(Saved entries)
=== Begin Enclosure ===
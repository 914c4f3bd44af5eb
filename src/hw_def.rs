use crate::types::*;

use crc::{Crc, CRC_8_NRSC_5};

#[cfg(feature = "defmt")]
use defmt::Format;

/// The only I²C address the SHTC3 answers on
pub const DEFAULT_I2C_ADDR: u8 = 0x70;

/// 7-bit I²C address of the device
#[cfg_attr(feature = "defmt", derive(Format))]
#[derive(Clone, Copy, Debug, Eq, PartialEq)]
pub struct I2cAddr(u8);
impl I2cAddr {
    /// Build an address, rejecting anything wider than 7 bits
    pub const fn new(addr: u8) -> Option<Self> {
        if addr > 0x7F {
            None
        } else {
            Some(Self(addr))
        }
    }
    /// Get the address as a u8
    pub const fn as_u8(self) -> u8 {
        self.0
    }
}
impl Default for I2cAddr {
    fn default() -> Self {
        Self(DEFAULT_I2C_ADDR)
    }
}
impl TryFrom<u8> for I2cAddr {
    type Error = Error<()>;
    fn try_from(addr: u8) -> Result<Self, Self::Error> {
        Self::new(addr).ok_or(Error::InvalidInputData)
    }
}

/// Written once at construction.  The sensor ignores it, and it flushes any half-finished
/// transaction left on the bus.
pub(crate) const CLEAR_SEQUENCE: [u8; 3] = [0x00; 3];

/// Settle time after sleep, wakeup and soft reset
pub(crate) const MODE_TRANSITION_SETTLE_US: u32 = 300;
/// Conversion time of a measurement in low power mode
pub(crate) const LOW_POWER_CONVERSION_MS: u32 = 2;
/// Conversion time of a measurement in normal mode
pub(crate) const NORMAL_CONVERSION_MS: u32 = 14;

/// Bits of the ID register that identify the part
pub const DEVICE_ID_MASK: u16 = 0x083F;
/// Expected value of the ID register under [`DEVICE_ID_MASK`]
pub const DEVICE_ID_SHTC3: u16 = 0x0807;

/// Length of one data word plus its checksum on the wire
pub(crate) const WORD_LEN: usize = 3;
/// Length of a measurement reply
pub(crate) const MEASUREMENT_LEN: usize = 2 * WORD_LEN;

/// Clock stretching during a measurement
#[cfg_attr(feature = "defmt", derive(Format))]
#[derive(Clone, Copy, Debug, Eq, PartialEq)]
pub enum ClockStretching {
    /// The sensor NACKs reads until the conversion is done
    Disabled,
    /// The sensor holds SCL low until the conversion is done
    Enabled,
}

/// Repeatability of a measurement
///
/// Low power mode converts faster at the cost of temperature repeatability.  The impact on relative
/// humidity is negligible.
#[cfg_attr(feature = "defmt", derive(Format))]
#[derive(Clone, Copy, Debug, Eq, PartialEq)]
pub enum PowerMode {
    /// full repeatability
    Normal,
    /// reduced repeatability, shorter conversion
    LowPower,
}
impl PowerMode {
    /// Time the sensor needs before a measurement reply is available
    pub const fn conversion_time_ms(self) -> u32 {
        match self {
            PowerMode::Normal => NORMAL_CONVERSION_MS,
            PowerMode::LowPower => LOW_POWER_CONVERSION_MS,
        }
    }
}

/// Which quantity comes first in a measurement reply
#[cfg_attr(feature = "defmt", derive(Format))]
#[derive(Clone, Copy, Debug, Eq, PartialEq)]
pub enum ReadOrder {
    /// temperature word, then relative humidity word
    TemperatureFirst,
    /// relative humidity word, then temperature word
    HumidityFirst,
}

/// Command words of the SHTC3, sent MSB first
#[cfg_attr(feature = "defmt", derive(Format))]
#[derive(Clone, Copy, Debug, Eq, PartialEq)]
#[repr(u16)]
pub enum Command {
    /// enter sleep
    Sleep = 0xB098,
    /// leave sleep
    Wakeup = 0x3517,
    /// software reset
    SoftReset = 0x805D,
    /// read the ID register
    ReadId = 0xEFC8,

    /// normal mode, temperature first, no clock stretching
    MeasureNormalTempFirst = 0x7866,
    /// normal mode, humidity first, no clock stretching
    MeasureNormalHumidFirst = 0x58E0,
    /// normal mode, temperature first, clock stretching
    MeasureNormalTempFirstStretch = 0x7CA2,
    /// normal mode, humidity first, clock stretching
    MeasureNormalHumidFirstStretch = 0x5C24,
    /// low power mode, temperature first, no clock stretching
    MeasureLowPowerTempFirst = 0x609C,
    /// low power mode, humidity first, no clock stretching
    MeasureLowPowerHumidFirst = 0x401A,
    /// low power mode, temperature first, clock stretching
    MeasureLowPowerTempFirstStretch = 0x6458,
    /// low power mode, humidity first, clock stretching
    MeasureLowPowerHumidFirstStretch = 0x44DE,
}
impl Command {
    /// Measurement command for one combination of the three mode axes
    pub const fn measure(stretch: ClockStretching, power: PowerMode, order: ReadOrder) -> Self {
        use ClockStretching::*;
        use PowerMode::*;
        use ReadOrder::*;
        match (stretch, power, order) {
            (Disabled, Normal, TemperatureFirst) => Command::MeasureNormalTempFirst,
            (Disabled, Normal, HumidityFirst) => Command::MeasureNormalHumidFirst,
            (Disabled, LowPower, TemperatureFirst) => Command::MeasureLowPowerTempFirst,
            (Disabled, LowPower, HumidityFirst) => Command::MeasureLowPowerHumidFirst,
            (Enabled, Normal, TemperatureFirst) => Command::MeasureNormalTempFirstStretch,
            (Enabled, Normal, HumidityFirst) => Command::MeasureNormalHumidFirstStretch,
            (Enabled, LowPower, TemperatureFirst) => Command::MeasureLowPowerTempFirstStretch,
            (Enabled, LowPower, HumidityFirst) => Command::MeasureLowPowerHumidFirstStretch,
        }
    }
    /// Get the 16-bit command word
    pub const fn as_u16(self) -> u16 {
        self as u16
    }
    /// Serialize the command word, high byte first
    pub const fn to_be_bytes(self) -> [u8; 2] {
        self.as_u16().to_be_bytes()
    }
}

/// Measurement command selected by plain flags
pub const fn command_word(stretch: bool, low_power: bool, humidity_first: bool) -> Command {
    Command::measure(
        if stretch { ClockStretching::Enabled } else { ClockStretching::Disabled },
        if low_power { PowerMode::LowPower } else { PowerMode::Normal },
        if humidity_first { ReadOrder::HumidityFirst } else { ReadOrder::TemperatureFirst },
    )
}

// poly 0x31, init 0xFF, no reflection, no final xor
const CRC: Crc<u8> = Crc::<u8>::new(&CRC_8_NRSC_5);

/// CRC-8 over the data bytes of one word, as computed by the sensor
pub fn crc8(bytes: &[u8]) -> u8 {
    CRC.checksum(bytes)
}

/// Check one `[msb, lsb, crc]` word and return its value
pub fn decode_word(word: &[u8; WORD_LEN]) -> Result<u16, CrcMismatch> {
    let computed = crc8(&word[..2]);
    if word[2] != computed {
        return Err(CrcMismatch {
            word: [word[0], word[1]],
            received: word[2],
            computed,
        });
    }
    Ok(u16::from_be_bytes([word[0], word[1]]))
}

/// Split a 6-byte measurement reply into temperature and humidity and check both checksums
pub fn decode_measurement(reply: &[u8; MEASUREMENT_LEN], order: ReadOrder) -> Result<RawMeasurement, CrcMismatch> {
    let first = [reply[0], reply[1], reply[2]];
    let second = [reply[3], reply[4], reply[5]];
    let (temp_word, humid_word) = match order {
        ReadOrder::TemperatureFirst => (first, second),
        ReadOrder::HumidityFirst => (second, first),
    };
    let temperature = decode_reply_word(reply, &temp_word, "temperature")?;
    let humidity = decode_reply_word(reply, &humid_word, "humidity")?;
    Ok(RawMeasurement { temperature, humidity })
}

fn decode_reply_word(reply: &[u8; MEASUREMENT_LEN], word: &[u8; WORD_LEN], field: &str) -> Result<u16, CrcMismatch> {
    match decode_word(word) {
        Ok(value) => Ok(value),
        Err(mismatch) => {
            warn!("shtc3::decode_measurement(): {} crc mismatch: reply={:?}, word={:?}, received={}, computed={}",
                field, reply, mismatch.word, mismatch.received, mismatch.computed);
            Err(mismatch)
        }
    }
}

pub(crate) fn raw_temp_to_centigrade(raw: u16) -> f32 {
    (raw as f32 * 175.0) / 65536.0 - 45.0
}

pub(crate) fn raw_temp_to_fahrenheit(raw: u16) -> f32 {
    (raw as f32 * 315.0) / 65536.0 - 49.0
}

pub(crate) fn raw_rel_humid_to_percent(raw: u16) -> f32 {
    (raw as f32 * 100.0) / 65536.0
}
use core::future::Future;
use core::pin::pin;
use core::task::{Context, Poll, Waker};
use std::vec::Vec;

/// Async delay that returns immediately and records every requested wait in nanoseconds
#[derive(Debug, Default)]
pub struct RecordingDelay {
    pub delays_ns: Vec<u32>,
}

impl embedded_hal_async::delay::DelayNs for RecordingDelay {
    async fn delay_ns(&mut self, ns: u32) {
        self.delays_ns.push(ns);
    }
}

/// Poll a future that never actually waits (mock bus, recording delay) to completion
pub fn block_on<F: Future>(fut: F) -> F::Output {
    let mut fut = pin!(fut);
    let mut cx = Context::from_waker(Waker::noop());
    loop {
        if let Poll::Ready(output) = fut.as_mut().poll(&mut cx) {
            return output;
        }
    }
}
=== End Enclosure ===
Would you output, unchanged, each line from the start of the records to the line that holds "flushes any half-finished", both included and nothing else?

repository 914c4f3bd44af5eb
filename src/hw_def.rs
use crate::types::*;

use crc::{Crc, CRC_8_NRSC_5};

#[cfg(feature = "defmt")]
use defmt::Format;

/// The only I²C address the SHTC3 answers on
pub const DEFAULT_I2C_ADDR: u8 = 0x70;

/// 7-bit I²C address of the device
#[cfg_attr(feature = "defmt", derive(Format))]
#[derive(Clone, Copy, Debug, Eq, PartialEq)]
pub struct I2cAddr(u8);
impl I2cAddr {
    /// Build an address, rejecting anything wider than 7 bits
    pub const fn new(addr: u8) -> Option<Self> {
        if addr > 0x7F {
            None
        } else {
            Some(Self(addr))
        }
    }
    /// Get the address as a u8
    pub const fn as_u8(self) -> u8 {
        self.0
    }
}
impl Default for I2cAddr {
    fn default() -> Self {
        Self(DEFAULT_I2C_ADDR)
    }
}
impl TryFrom<u8> for I2cAddr {
    type Error = Error<()>;
    fn try_from(addr: u8) -> Result<Self, Self::Error> {
        Self::new(addr).ok_or(Error::InvalidInputData)
    }
}

/// Written once at construction.  The sensor ignores it, and it flushes any half-finished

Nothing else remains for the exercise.